The Islamic State in Iraq, an al-Qaida front group, said it had captured several soldiers in the attack, but offered no proof to back up its claim, posted on an Islamic Web site.
The search for the missing Americans began after insurgents attacked a patrol of seven U.S. soldiers and an Iraqi interpreter before dawn Saturday near Mahmoudiya.
The U.S. military said Saturday that five people were dead and three were missing.
On Sunday, U.S. spokesman Maj. Gen. William Caldwell confirmed that the Iraqi interpreter was among the dead and that all the missing were Americans. He said about 4,000 U.S. troops were involved in the search.
Caldwell said the bodies of the three slain soldiers and the Iraqi interpreter had been identified, but the military was still working to identify the fifth.

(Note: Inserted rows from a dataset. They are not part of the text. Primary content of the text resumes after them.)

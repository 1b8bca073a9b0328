//! Paste collection state
//!
//! Two independent read caches over the store:
//! - `all`: every paste, without owners (the public view)
//! - `mine`: the signed-in session's pastes, with owners
//!
//! The same paste may sit in both; every mutation is reconciled into each
//! cache that holds it. The store stays authoritative.

use crate::models::{title_key, OwnedPaste, Paste};

/// Local view state for the paste collection
#[derive(Debug, Clone, Default)]
pub struct PasteCollection {
    all: Vec<Paste>,
    mine: Vec<OwnedPaste>,
    loading: bool,
}

impl PasteCollection {
    pub fn new() -> Self {
        Self::default()
    }

    /// Public pastes, in fetch order
    pub fn all(&self) -> &[Paste] {
        &self.all
    }

    /// The session's own pastes, in fetch order
    pub fn mine(&self) -> &[OwnedPaste] {
        &self.mine
    }

    pub fn is_loading(&self) -> bool {
        self.loading
    }

    pub fn set_loading(&mut self, loading: bool) {
        self.loading = loading;
    }

    /// Replace the public view wholesale
    pub fn replace_all(&mut self, pastes: Vec<Paste>) {
        self.all = pastes;
    }

    /// Replace the owner view wholesale
    pub fn replace_mine(&mut self, pastes: Vec<OwnedPaste>) {
        self.mine = pastes;
    }

    /// Forget the owner view, e.g. after the session ends
    pub fn clear_mine(&mut self) {
        self.mine.clear();
    }

    /// Whether a public paste already uses this title (case-insensitive)
    pub fn has_title(&self, title: &str) -> bool {
        let key = title_key(title);
        self.all.iter().any(|p| title_key(&p.title) == key)
    }

    /// Append a freshly created paste to both views
    pub fn append_created(&mut self, created: OwnedPaste) {
        self.all.push(created.paste.clone());
        self.mine.push(created);
    }

    /// Overwrite the matching entry (by id) in each view that holds it
    ///
    /// Returns the number of views updated.
    pub fn apply_update(&mut self, updated: &Paste) -> usize {
        let mut touched = 0;
        if let Some(entry) = self.all.iter_mut().find(|p| p.id == updated.id) {
            *entry = updated.clone();
            touched += 1;
        }
        if let Some(entry) = self.mine.iter_mut().find(|p| p.paste.id == updated.id) {
            entry.paste = updated.clone();
            touched += 1;
        }
        touched
    }

    /// Remove the matching entry (by id) from both views
    ///
    /// Returns the number of views changed.
    pub fn apply_removal(&mut self, id: &str) -> usize {
        let mut touched = 0;
        if let Some(pos) = self.all.iter().position(|p| p.id == id) {
            self.all.remove(pos);
            touched += 1;
        }
        if let Some(pos) = self.mine.iter().position(|p| p.paste.id == id) {
            self.mine.remove(pos);
            touched += 1;
        }
        touched
    }

    /// Look up a paste by id in either view
    pub fn find(&self, id: &str) -> Option<&Paste> {
        self.all
            .iter()
            .find(|p| p.id == id)
            .or_else(|| self.mine.iter().map(|p| &p.paste).find(|p| p.id == id))
    }

    /// Whether `uid` owns the paste, judged from the owner view
    pub fn is_owned_by(&self, id: &str, uid: &str) -> bool {
        self.mine
            .iter()
            .any(|p| p.paste.id == id && p.is_owned_by(uid))
    }

    /// Public pastes whose title contains `query` (case-insensitive)
    pub fn search_all(&self, query: &str) -> Vec<&Paste> {
        self.all.iter().filter(|p| p.matches_search(query)).collect()
    }

    /// Own pastes whose title contains `query` (case-insensitive)
    pub fn search_mine(&self, query: &str) -> Vec<&OwnedPaste> {
        self.mine
            .iter()
            .filter(|p| p.paste.matches_search(query))
            .collect()
    }
}

#[cfg(test)]
mod tests {
    use super::*;
    use chrono::Utc;

    fn paste(id: &str, title: &str) -> Paste {
        Paste {
            id: id.to_string(),
            title: title.to_string(),
            content: "content".to_string(),
            created_at: Utc::now(),
        }
    }

    fn owned(id: &str, title: &str, owner: &str) -> OwnedPaste {
        OwnedPaste {
            paste: paste(id, title),
            owner_id: owner.to_string(),
        }
    }

    #[test]
    fn test_append_created_goes_to_both_views() {
        let mut collection = PasteCollection::new();
        collection.append_created(owned("1", "Notes", "u1"));
        assert_eq!(collection.all().len(), 1);
        assert_eq!(collection.mine().len(), 1);
        assert!(collection.is_owned_by("1", "u1"));
        assert!(!collection.is_owned_by("1", "u2"));
    }

    #[test]
    fn test_has_title_case_insensitive() {
        let mut collection = PasteCollection::new();
        collection.replace_all(vec![paste("1", "Notes")]);
        assert!(collection.has_title("notes "));
        assert!(collection.has_title("NOTES"));
        assert!(!collection.has_title("Notes 2"));
    }

    #[test]
    fn test_apply_update_only_where_present() {
        let mut collection = PasteCollection::new();
        collection.replace_all(vec![paste("1", "A"), paste("2", "B")]);
        collection.replace_mine(vec![owned("2", "B", "u1")]);

        assert_eq!(collection.apply_update(&paste("1", "A2")), 1);
        assert_eq!(collection.apply_update(&paste("2", "B2")), 2);
        assert_eq!(collection.apply_update(&paste("9", "Z")), 0);

        assert_eq!(collection.find("1").unwrap().title, "A2");
        assert_eq!(collection.mine()[0].paste.title, "B2");
        assert_eq!(collection.mine()[0].owner_id, "u1");
    }

    #[test]
    fn test_apply_removal() {
        let mut collection = PasteCollection::new();
        collection.replace_all(vec![paste("1", "A"), paste("2", "B")]);
        collection.replace_mine(vec![owned("2", "B", "u1")]);

        assert_eq!(collection.apply_removal("2"), 2);
        assert_eq!(collection.apply_removal("missing"), 0);
        assert_eq!(collection.all().len(), 1);
        assert!(collection.mine().is_empty());
    }

    #[test]
    fn test_find_falls_back_to_mine() {
        let mut collection = PasteCollection::new();
        collection.replace_mine(vec![owned("7", "Mine only", "u1")]);
        assert_eq!(collection.find("7").unwrap().title, "Mine only");
        assert!(collection.find("8").is_none());
    }

    #[test]
    fn test_search() {
        let mut collection = PasteCollection::new();
        collection.replace_all(vec![paste("1", "Rust tips"), paste("2", "Shopping")]);
        collection.replace_mine(vec![owned("1", "Rust tips", "u1")]);

        assert_eq!(collection.search_all("RUST").len(), 1);
        assert_eq!(collection.search_all("").len(), 2);
        assert!(collection.search_mine("shop").is_empty());
    }
}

"Everybody is fully engaged, the commanders are intimately focused on this, every asset we have from national assets to tactical assets ... are being used ... to locate these three missing soldiers," Caldwell said.
Mahmoudiya is about 20 miles south of Baghdad in an al-Qaida-dominated area known as the "triangle of death." Two U.S. soldiers were massacred there last year after they disappeared at a checkpoint.
President Bush has been getting regular updates on the missing soldiers, Gordon Johndroe, a spokesman for the White House's National Security Council, said in Washington.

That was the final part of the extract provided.